Dovete sapere che, in questo periodo, in Lombardia, numerosi ambulatori convenzionati hanno esaurito il numero di prestazioni effettuabili in convenzione, così succede che, dopo avere effettuato la prenotazione telefonica, il paziente giunga all’accettazione con la documentazione necessaria per iniziare la terapia a lungo aspettata e si senta dire In questo periodo le prestazioni sono a pagamento, sono già due mesi che è così!
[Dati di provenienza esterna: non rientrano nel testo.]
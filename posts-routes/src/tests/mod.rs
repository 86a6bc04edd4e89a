//! Service tests check the rules around the repository calls (who may write what, and
//! what gets written). Endpoint tests check the contract made by the API: status codes,
//! query and path parameters, bodies.
use engine::auth::{AuthError, AuthPort, AuthResult, Credential, Identity};
use engine::{Page, QueryOpts};
use error_stack::Report;
use mockall::automock;
use posts_core::model::{Post, PostQueryStyle, PostStatus};
use posts_core::result::{OptRepoResult, RepoResult};
use posts_core::{PostEngine, PostRepository};
use std::sync::Arc;


const OWNER_UID: &str = "abcdefghijklmnop";
const OTHER_UID: &str = "zyxwvutsrqponm";
const OWNER_TOKEN: &str = "Bearer owner-token";

#[derive(Clone)]
struct TestEngine {
    auth: Arc<MockAuth>,
    repo: Arc<MockPostRepo>,
}

impl TestEngine {
    fn new(auth: MockAuth, repo: MockPostRepo) -> Self {
        Self {
            auth: Arc::new(auth),
            repo: Arc::new(repo),
        }
    }
}

impl PostEngine for TestEngine {
    type Auth = Arc<MockAuth>;
    type Repo = Arc<MockPostRepo>;

    fn auth(&self) -> Self::Auth {
        Arc::clone(&self.auth)
    }

    fn repo(&self) -> Self::Repo {
        Arc::clone(&self.repo)
    }
}

struct Auth;

#[automock]
#[allow(unused_variables)]
impl AuthPort for Auth {
    async fn verify(&self, credential: &Credential) -> AuthResult<Identity> {
        unreachable!()
    }
}

struct PostRepo;

#[automock]
#[allow(unused_variables)]
impl PostRepository for PostRepo {
    async fn list(&self, opts: QueryOpts) -> RepoResult<Page<Post>> {
        unreachable!()
    }

    async fn create(&self, post: Post) -> RepoResult<()> {
        unreachable!()
    }

    async fn delete(&self, id: String) -> OptRepoResult<()> {
        unreachable!()
    }

    async fn get_detail(&self, id: String) -> OptRepoResult<Post> {
        unreachable!()
    }

    async fn get_by_uid(
        &self,
        uid: String,
        opts: QueryOpts,
        style: PostQueryStyle,
    ) -> RepoResult<Page<Post>> {
        unreachable!()
    }

    async fn get_other(&self, uid: String, opts: QueryOpts) -> RepoResult<Page<Post>> {
        unreachable!()
    }

    async fn get_by_category(
        &self,
        category_id: String,
        opts: QueryOpts,
    ) -> RepoResult<Page<Post>> {
        unreachable!()
    }

    async fn update(&self, post: Post) -> RepoResult<()> {
        unreachable!()
    }

    async fn update_post_comment(&self, id: String, post: Post) -> RepoResult<()> {
        unreachable!()
    }
}

/// Resolves every non-blank credential to `uid`.
fn auth_as(uid: &'static str) -> MockAuth {
    let mut auth = MockAuth::new();
    auth.expect_verify()
        .returning(move |_| Ok(Identity::new(uid)));
    auth
}

fn auth_rejecting() -> MockAuth {
    let mut auth = MockAuth::new();
    auth.expect_verify()
        .returning(|_| Err(Report::new(AuthError::Unauthorized)));
    auth
}

fn stored_post(id: &str, creator_id: &str) -> Post {
    Post {
        id: id.into(),
        creator_id: creator_id.into(),
        content: "first post".into(),
        category_id: Some("news".into()),
        image_urls: vec![],
        comment: vec!["nice".into()],
        like: vec![OTHER_UID.into()],
        hash_tag: vec!["rust".into()],
        mention: vec![],
        share: vec![],
        status: PostStatus::Active,
    }
}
Non glielo hanno detto?.
Ma il bello sta per arrivare: Non si preoccupi il costo è identico al ticket che avrebbe comunque pagato aggiunge l’ineffabile impiegata.
Le frasi tra virgolette non sono un artificio letterario, le ho sentite pronunciare dall’impiegato all’anziana, in coda di avanti a me, che aveva prenotato per telefono due mesi addietro.
A quella paziente, esente per reddito o patologia non so, fissarono così un nuovo appuntamento per il 21 Febbraio quando avranno riattivato le convenzioni.
A quel punto, quando venne il mio turno, per curiosità mi informai sul costo della terapia chiesta dalla paziente precedente e scopersi che, privatamente, aveva un costo triplo rispetto al costo del ticket.
Così ho scoperto che, in Italia, non ci sono solo due corsie per accedere alle terapie, quella del SSN e quella privata, ne esistono, negli ultimi mesi dell’anno, una terza, quella del cittadino che avrebbe diritto alla prestazione in convenzione, ma che, essendo in condizione di pagare una cifra ticket equivalente può accedere alle prestazioni scontate e una quarta, quella dell’esente che non è in condizione di pagare e che quindi non può approfittare dei saldi di fine anno.